First serious garden earned 25 cents from the Kemptville Horticultural Society when I was 12. Have been poor in horticulture ever since but rich in spirit.

Went to work writing the Good Earth column (over 500 articles published in newspaper, magazine, website and journal.) and learned that what was printed wasn't what I wanted to say and certainly not what Gentle Reader understood me to say. Subsequently have developed a certain clarity and economy of words.

Day job- nursery and production manager for a large nursery/garden centre
Side job- Garden restoration and renovations, design consultations, remedial pruning.
Night job- garden writer and communicator (overnight success in another 20 years)

Dan gardens in Canadian Zone 5b

February 9, 2014

I have just finished reading the latest edition of The County & Quinte Living magazine. One of the articles featured a residential garden designed by my friend Jason Partridge. When Jason isn’t spending his days lounging around the offices of Scott Wentworth Landscape Group, sipping tea and munching on crumpets (with three fruit marmalade) he is out on the job designing and creating outdoor living spaces. Jason is very, very good at this. If you read the article you’ll discover that he has won professional awards for his work but that’s not the true measure of a craftsman.
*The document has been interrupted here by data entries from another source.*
impl MainAgent {
    #[allow(clippy::too_many_arguments)]
    pub fn new(
        config: MainAgentConfig,
        brain: LlmHandler,
        code: LlmHandler,
        writer: Option<LlmHandler>,
        workspace: Workspace,
        chat_store: Arc<ChatStore>,
        sink: Arc<dyn StreamSink>,
        cancel: CancellationToken,
    ) -> Self {
        let has_template = config.template_id.is_some();
        let writer_enabled = writer.is_some();

        if has_template {
            copy_template_if_missing(&config, &workspace);
        }

        let toolset = PlannerToolset::new(
            workspace.clone(),
            Some(sink.clone()),
            has_template,
            writer_enabled,
        );
        let system_prompt = prompts::main_agent_prompt(has_template, writer_enabled);

        log::info!(
            "[{}] MainAgent初始化完成，template_id: {:?}, output_mode: {}",
            config.work_id,
            config.template_id,
            config.output_mode.as_str()
        );

        Self {
            config,
            brain,
            code,
            writer,
            workspace,
            chat_store,
            sink,
            toolset,
            context_manager: ContextManager::default(),
            cancel,
            conversation: vec![Message::system(system_prompt)],
        }
    }

    /// Seed the conversation from the persisted chat log (user/assistant
    /// messages only), keeping the system prompt first.
    pub async fn load_history(&mut self) {
        let messages = match self
            .chat_store
            .get_messages(&self.config.work_id, None)
            .await
        {
            Ok(messages) => messages,
            Err(e) => {
                log::warn!("[{}] 加载历史消息失败: {e}", self.config.work_id);
                return;
            }
        };

        let mut loaded = 0usize;
        for message in messages {
            let role = match message.role.as_str() {
                "user" => Role::User,
                "assistant" => Role::Assistant,
                _ => continue,
            };
            self.conversation.push(Message {
                role,
                ..Message::user(message.content)
            });
            loaded += 1;
        }
        log::info!("[{}] 已加载 {loaded} 条历史消息", self.config.work_id);
        self.compress_if_needed();
    }

    /// One full planner turn. Exactly one assistant message is persisted on
    /// success (via the sink's finalize); a cancelled turn persists none.
    pub async fn run(&mut self, user_problem: &str) -> Result<String, AgentError> {
        log::info!(
            "[{}] MainAgent开始执行，问题长度: {} 字符",
            self.config.work_id,
            user_problem.chars().count()
        );

        self.compress_if_needed();

        // Replay guard: an identical most-recent user message means this
        // turn already ran.
        let last_user = self
            .conversation
            .iter()
            .rev()
            .find(|m| m.role == Role::User);
        if last_user.map(|m| m.content.as_str()) == Some(user_problem) {
            log::warn!("[{}] 检测到重复的用户消息，跳过处理", self.config.work_id);
            return Ok("检测到重复消息，已跳过处理".to_string());
        }

        // The question survives a mid-turn crash: persisted before the LLM
        // is ever invoked.
        self.chat_store
            .append(&self.config.work_id, "user", user_problem, None)
            .await
            .map_err(|e| AgentError::ChatLog(e.to_string()))?;
        self.conversation.push(Message::user(user_problem));

        let schemas = self.toolset.schemas();
        let mut iteration = 0usize;
        let final_content = loop {
            iteration += 1;
            if self.cancel.is_cancelled() {
                return Err(AgentError::Cancelled);
            }
            log::info!("[{}] MainAgent第 {iteration} 次迭代", self.config.work_id);

            let (assistant, tool_calls) = self
                .brain
                .process_stream(&self.conversation, &schemas, self.sink.as_ref(), &self.cancel)
                .await?;
            let content = assistant.content.clone();
            self.conversation.push(assistant);

            if tool_calls.is_empty() {
                log::info!("[{}] MainAgent没有工具调用，任务完成", self.config.work_id);
                break content;
            }

            log::info!(
                "[{}] MainAgent执行 {} 个工具调用",
                self.config.work_id,
                tool_calls.len()
            );
            for call in &tool_calls {
                if self.cancel.is_cancelled() {
                    return Err(AgentError::Cancelled);
                }
                let result = self.dispatch(call).await;
                self.conversation
                    .push(Message::tool_result(call.id.clone(), result));
            }
        };

        self.sink.finalize().await;
        log::info!(
            "[{}] MainAgent执行完成，总共 {iteration} 次迭代",
            self.config.work_id
        );
        Ok(final_content)
    }

    async fn dispatch(&self, call: &ToolCall) -> String {
        let name = call.function.name.as_str();
        let args = match parse_tool_args(&call.function.arguments) {
            Ok(args) => args,
            Err(e) => {
                log::error!("[{}] 工具参数解析失败: {e}", self.config.work_id);
                return format!("工具参数解析失败: {e}");
            }
        };

        match name {
            CODE_AGENT_TOOL => {
                let task_prompt = args
                    .get("task_prompt")
                    .and_then(Value::as_str)
                    .unwrap_or_default();
                self.run_code_agent(task_prompt).await
            }
            WRITER_AGENT_TOOL => {
                let instruction = args
                    .get("instruction")
                    .and_then(Value::as_str)
                    .unwrap_or_default();
                self.run_writer_agent(instruction).await
            }
            _ => self.toolset.execute(name, &args).await,
        }
    }

    async fn run_code_agent(&self, task_prompt: &str) -> String {
        let sub_sink: Arc<dyn StreamSink> = Arc::new(SubAgentSink::new(
            self.sink.clone(),
            "code_agent",
            "CodeAgent",
        ));
        let sandbox = PythonSandbox::new(self.workspace.root());
        let agent = CodeAgent::new(
            self.code.clone(),
            sandbox,
            sub_sink.clone(),
            self.cancel.child_token(),
        );

        let result = agent.run(task_prompt).await;
        sub_sink.finalize().await;
        log::info!(
            "[{}] CodeAgent执行完成，结果长度: {}",
            self.config.work_id,
            result.chars().count()
        );
        result
    }

    async fn run_writer_agent(&self, instruction: &str) -> String {
        let Some(writer) = &self.writer else {
            return "WriterAgent未配置：请先为该用户配置 writing 角色的模型".to_string();
        };

        let sub_sink: Arc<dyn StreamSink> = Arc::new(SubAgentSink::new(
            self.sink.clone(),
            "writer_agent",
            "WriterAgent",
        ));
        let agent = WriterAgent::new(
            writer.clone(),
            self.config.output_mode,
            self.workspace.clone(),
            sub_sink.clone(),
            self.cancel.child_token(),
        );

        let result = agent.run(instruction).await;
        sub_sink.finalize().await;
        result
    }

    fn compress_if_needed(&mut self) {
        let status = self.context_manager.status(&self.conversation);
        if !status.compression_needed {
            return;
        }

        let strategy = CompressionStrategy::for_usage(status.token_usage_ratio);
        log::info!(
            "[{}] 上下文过长，开始压缩。token使用率: {:.2}",
            self.config.work_id,
            status.token_usage_ratio
        );
        let (compressed, _records) = self.context_manager.compress(&self.conversation, strategy);
        self.conversation = compressed;
    }
}

fn copy_template_if_missing(config: &MainAgentConfig, workspace: &Workspace) {
    let Some(template_id) = config.template_id else {
        return;
    };
    let target = workspace.root().join("paper.md");
    if target.exists() {
        return;
    }

    let template_file = config
        .templates_dir
        .join(format!("{template_id}_template.md"));
    if !template_file.is_file() {
        log::warn!(
            "[{}] 模板文件不存在: {}",
            config.work_id,
            template_file.display()
        );
        return;
    }

    match std::fs::copy(&template_file, &target) {
        Ok(_) => log::info!(
            "[{}] 模板文件已复制到工作空间，重命名为paper.md",
            config.work_id
        ),
        Err(e) => log::error!("[{}] 复制模板文件失败: {e}", config.work_id),
    }
}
Professionals must satisfy their clients; that is their purpose. This is the difference between an artist and a professional- not that there can’t be a serendipitous marriage between the two.

An artist creates something that the customer wishes to purchase after seeing it. The professional uses their creative talents to create something the customer wishes before the physical work begins. When the two come together in a seamless fusion, both customer and designer are satisfied, and we get to vicariously stroll those grounds on glossy magazine pages.

However, you and I, Gentle Reader, can take home some lessons from this little article. Pay attention to the dialogue from Jason and the customer. The focus on gardens and the plants was not the starting point for this project. That’s difficult for me to acknowledge because I’m all about the plants. The starting point begins with the question, “What do you want to do here?” It is that simple. “When you come into this space, what do you want to do?” The answers, of course, are where the planning directions originate. Sit and look into the distance? Meditate? Entertain guests? Actively garden? It should be a given that whatever is put into place will look gorgeous but that isn’t enough. You want gorgeous? Buy a painting and stick it up on a fence.

Once the activity has been worked out, the next step is to determine how to delineate and separate those spaces. When we stroll the grounds of our own estates, these are the questions we need to ask ourselves. What do I want to do here? After awhile and I’m talking aging here, the true worth of the architecture will prove itself. We might change out our beds from annuals to perennials to shrubbery and grasses as our physical abilities diminish but the use of the grounds won’t change.

Although that green open space for kicking soccer balls with your children might be needed again when the grandkids are romping about. You’ve heard the phrase “bones of the garden” and we most often think of foundation plantings. Actually, the bones are often architectural constructs- when we have the wherewithal to construct stuff.

Perhaps we have a hedge that separates a patio from a play area and accessed by a passageway. Whether or not the barrier is a living hedge, a dry stone wall or a fence- it is architecture and bones. The passage between the spaces could be a trimmed out part of the hedge- that’s gardening, it could be a garden centre purchased wooden-slatted affair- that’s simple design or it could be a pergola constructed with repurposed hand-hewn beams from a barn- that’s both architecture and artistry.

So how do we apply this idea of architecture at our own homes? Draw a simple plan of your lot. The only constants are the property line and the house. Everything else needs to be on the block for discussion. You might have fieldstone patio tucked up in the back corner of an ell. It can be moved, it can be turned into a wall, or it can be sold to a neighbour. The point is that you should start with a blank slate. One way to do this is to pretend this is someone else’s property and you get the opportunity to play landscape architect. Do you remember the starting point of the design process? Interview yourself- you should be able to understand the vision of your client much more readily than Jason does with his customers.

After that, have fun. You might pencil in a hot tub and deck with stainless steel barbecue and dry bar when in reality your budget allows for a blow-up wading pool and a TV tray with a plastic jug of Freshie. Don’t let inconsequentialities like money slow you down. The water feature with a flame that Jason slipped into his design might morph into a hibachi with a plastic spritzer bottle- on a matching TV tray, of course, but the thought is there.

In our backyard, we have a small patio made with re-purposed coloured concrete flagstone from the 1960’s with a garage sale wrought iron bistro set and a salvaged acorn style wood burner. The definition between the yard proper and this quiet spot is a dwarf apple tree, a Belgian lilac shrub and sloping ground around the perimeter. We like it and that is the ultimate bellwether.